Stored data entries
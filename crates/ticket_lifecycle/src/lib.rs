//! ticket_lifecycle - stateful services for the support-ticket workflow
//!
//! Owns the process-lifetime state (cooldowns, the ticket registry, saved
//! panel configurations) and the `LifecycleController` that drives tickets
//! through open, claim and close in response to platform events. The
//! platform itself is reached only through the traits in [`platform`];
//! [`testing`] provides an in-memory stand-in for all of them.

pub mod config;
pub mod controller;
pub mod cooldown;
pub mod panel_store;
pub mod platform;
pub mod registry;
pub mod testing;

// Re-export commonly used types
pub use config::ControllerConfig;
pub use controller::LifecycleController;
pub use cooldown::{CooldownStatus, CooldownTracker};
pub use panel_store::PanelStore;
pub use platform::{
    DeliverySink, MessageHistorySource, PermissionOracle, RoomPermissions, RoomProvisioner,
};
pub use registry::{Resolution, TicketRegistry};
pub use testing::FakePlatform;
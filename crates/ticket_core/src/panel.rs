//! Saved panel configuration

use serde::{Deserialize, Serialize};

/// The text of a workspace's ticket panel: what the announcement says and
/// what the open-ticket button is labelled. One per workspace, latest
/// write wins.
#[derive(Debug, Clone, PartialEq, Eq, Serialize, Deserialize)]
pub struct PanelConfig {
    pub title: String,
    pub description: String,
    pub button_label: String,
}

impl PanelConfig {
    pub fn new(
        title: impl Into<String>,
        description: impl Into<String>,
        button_label: impl Into<String>,
    ) -> Self {
        Self {
            title: title.into(),
            description: description.into(),
            button_label: button_label.into(),
        }
    }
}
//! Opaque platform identifiers
//!
//! Every identifier the chat platform hands us is an equality-comparable
//! token. Nothing in this crate parses or derives meaning from the raw
//! value; the newtypes exist so a `RoomId` can never be passed where a
//! `UserId` is expected.

use serde::{Deserialize, Serialize};
use std::fmt;

macro_rules! platform_id {
    ($(#[$meta:meta])* $name:ident) => {
        $(#[$meta])*
        #[derive(Debug, Clone, PartialEq, Eq, Hash, PartialOrd, Ord, Serialize, Deserialize)]
        #[serde(transparent)]
        pub struct $name(String);

        impl $name {
            pub fn new(raw: impl Into<String>) -> Self {
                Self(raw.into())
            }

            pub fn as_str(&self) -> &str {
                &self.0
            }
        }

        impl fmt::Display for $name {
            fn fmt(&self, f: &mut fmt::Formatter<'_>) -> fmt::Result {
                f.write_str(&self.0)
            }
        }

        impl From<String> for $name {
            fn from(raw: String) -> Self {
                Self(raw)
            }
        }

        impl From<&str> for $name {
            fn from(raw: &str) -> Self {
                Self(raw.to_string())
            }
        }
    };
}

platform_id!(
    /// A platform user account.
    UserId
);
platform_id!(
    /// A private communication room created per ticket.
    RoomId
);
platform_id!(
    /// The top-level community container panels and tickets live in.
    WorkspaceId
);
platform_id!(
    /// A permission group, e.g. the staff role.
    RoleId
);
platform_id!(
    /// A room category returned by the provisioner.
    CategoryId
);
platform_id!(
    /// A delivery target for transcripts and notices.
    ChannelId
);

#[cfg(test)]
mod tests {
    use super::*;

    #[test]
    fn ids_compare_by_value() {
        assert_eq!(UserId::new("42"), UserId::from("42"));
        assert_ne!(RoomId::new("a"), RoomId::new("b"));
    }

    #[test]
    fn ids_serialize_transparently() {
        let id = WorkspaceId::new("guild-1");
        assert_eq!(serde_json::to_string(&id).unwrap(), "\"guild-1\"");
        let back: WorkspaceId = serde_json::from_str("\"guild-1\"").unwrap();
        assert_eq!(back, id);
    }
}
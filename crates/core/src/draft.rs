//! Trip draft accumulation across the trip-creation steps.
//!
//! The flow visits three steps in order: place, traveler, dates. Each step
//! writes one selection into the [`TripDraft`]; [`TripDraftStore::finalize`]
//! turns a complete draft into an immutable [`TripRecord`].

use serde::{Deserialize, Serialize};

use crate::error::CoreError;
use crate::id::TripIdGenerator;
use crate::trip::{DateRange, PlaceSelection, TravelerSelection, TripRecord};

// ---------------------------------------------------------------------------
// Steps
// ---------------------------------------------------------------------------

/// The three steps of the trip-creation flow.
#[derive(Debug, Clone, Copy, PartialEq, Eq, Serialize, Deserialize)]
#[serde(rename_all = "snake_case")]
pub enum DraftStep {
    Place,
    Traveler,
    Dates,
}

impl DraftStep {
    /// Human-readable label for the step.
    pub fn label(self) -> &'static str {
        match self {
            Self::Place => "a place",
            Self::Traveler => "a traveler type",
            Self::Dates => "travel dates",
        }
    }
}

// ---------------------------------------------------------------------------
// Draft
// ---------------------------------------------------------------------------

/// The in-progress trip. Any subset of the selections may be present.
#[derive(Debug, Clone, Default, PartialEq, Eq, Serialize, Deserialize)]
pub struct TripDraft {
    pub place: Option<PlaceSelection>,
    pub traveler: Option<TravelerSelection>,
    pub dates: Option<DateRange>,
}

impl TripDraft {
    /// First step whose selection is still missing, or `None` when complete.
    pub fn next_step(&self) -> Option<DraftStep> {
        if self.place.is_none() {
            Some(DraftStep::Place)
        } else if self.traveler.is_none() {
            Some(DraftStep::Traveler)
        } else if self.dates.is_none() {
            Some(DraftStep::Dates)
        } else {
            None
        }
    }

    pub fn is_complete(&self) -> bool {
        self.next_step().is_none()
    }

    pub fn is_empty(&self) -> bool {
        self.place.is_none() && self.traveler.is_none() && self.dates.is_none()
    }
}

/// Behavior switches for a draft store.
#[derive(Debug, Clone, Copy, Default, PartialEq, Eq)]
pub struct DraftPolicy {
    /// Clear traveler and dates whenever the place changes. Off by default,
    /// in which case a new place keeps the selections made for the old one.
    pub reset_downstream_on_place_change: bool,
}

// ---------------------------------------------------------------------------
// Store
// ---------------------------------------------------------------------------

/// Holds one draft and finalizes it into a [`TripRecord`].
///
/// Setters enforce step order and leave the draft untouched on error.
#[derive(Debug, Clone, Default)]
pub struct TripDraftStore {
    draft: TripDraft,
    ids: TripIdGenerator,
    policy: DraftPolicy,
}

impl TripDraftStore {
    pub fn new(ids: TripIdGenerator, policy: DraftPolicy) -> Self {
        Self {
            draft: TripDraft::default(),
            ids,
            policy,
        }
    }

    pub fn draft(&self) -> &TripDraft {
        &self.draft
    }

    pub fn policy(&self) -> DraftPolicy {
        self.policy
    }

    /// Choose the destination. Always allowed.
    pub fn set_place(&mut self, place: PlaceSelection) -> Result<(), CoreError> {
        let place = place.normalized()?;
        let changed = self.draft.place.as_ref() != Some(&place);
        if changed && self.policy.reset_downstream_on_place_change {
            self.draft.traveler = None;
            self.draft.dates = None;
        }
        self.draft.place = Some(place);
        Ok(())
    }

    /// Choose the party. Requires a place.
    pub fn set_traveler(&mut self, traveler: TravelerSelection) -> Result<(), CoreError> {
        if self.draft.place.is_none() {
            return Err(CoreError::InvalidSequence {
                attempted: DraftStep::Traveler,
                required: DraftStep::Place,
            });
        }
        traveler.check()?;
        self.draft.traveler = Some(traveler);
        Ok(())
    }

    /// Choose the travel window. Requires a place and a traveler.
    pub fn set_dates(&mut self, dates: DateRange) -> Result<(), CoreError> {
        if let Some(required) = self.draft.next_step().filter(|s| *s != DraftStep::Dates) {
            return Err(CoreError::InvalidSequence {
                attempted: DraftStep::Dates,
                required,
            });
        }
        dates.check()?;
        self.draft.dates = Some(dates);
        Ok(())
    }

    /// Turn the complete draft into a record with a fresh id and clear it.
    ///
    /// Fails with [`CoreError::IncompleteDraft`] naming the first missing
    /// step; the draft is left as it was in that case.
    pub fn finalize(&mut self) -> Result<TripRecord, CoreError> {
        if let Some(missing) = self.draft.next_step() {
            return Err(CoreError::IncompleteDraft { missing });
        }
        let TripDraft {
            place: Some(place),
            traveler: Some(traveler),
            dates: Some(dates),
        } = std::mem::take(&mut self.draft)
        else {
            return Err(CoreError::Internal(
                "complete draft is missing a selection".to_string(),
            ));
        };
        Ok(TripRecord::new(self.ids.next_id(), place, traveler, dates))
    }

    /// Drop whatever has been chosen so far. Idempotent.
    pub fn discard(&mut self) {
        self.draft = TripDraft::default();
    }
}

// ---------------------------------------------------------------------------
// Tests
// ---------------------------------------------------------------------------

__What to produce__. Your answer must hold the line containing "so far. Idempotent." and all lines after it in the entries above, exactly, and nothing else.

__Result for this exercise__.
    /// Drop whatever has been chosen so far. Idempotent.
    pub fn discard(&mut self) {
        self.draft = TripDraft::default();
    }
}

// ---------------------------------------------------------------------------
// Tests
// ---------------------------------------------------------------------------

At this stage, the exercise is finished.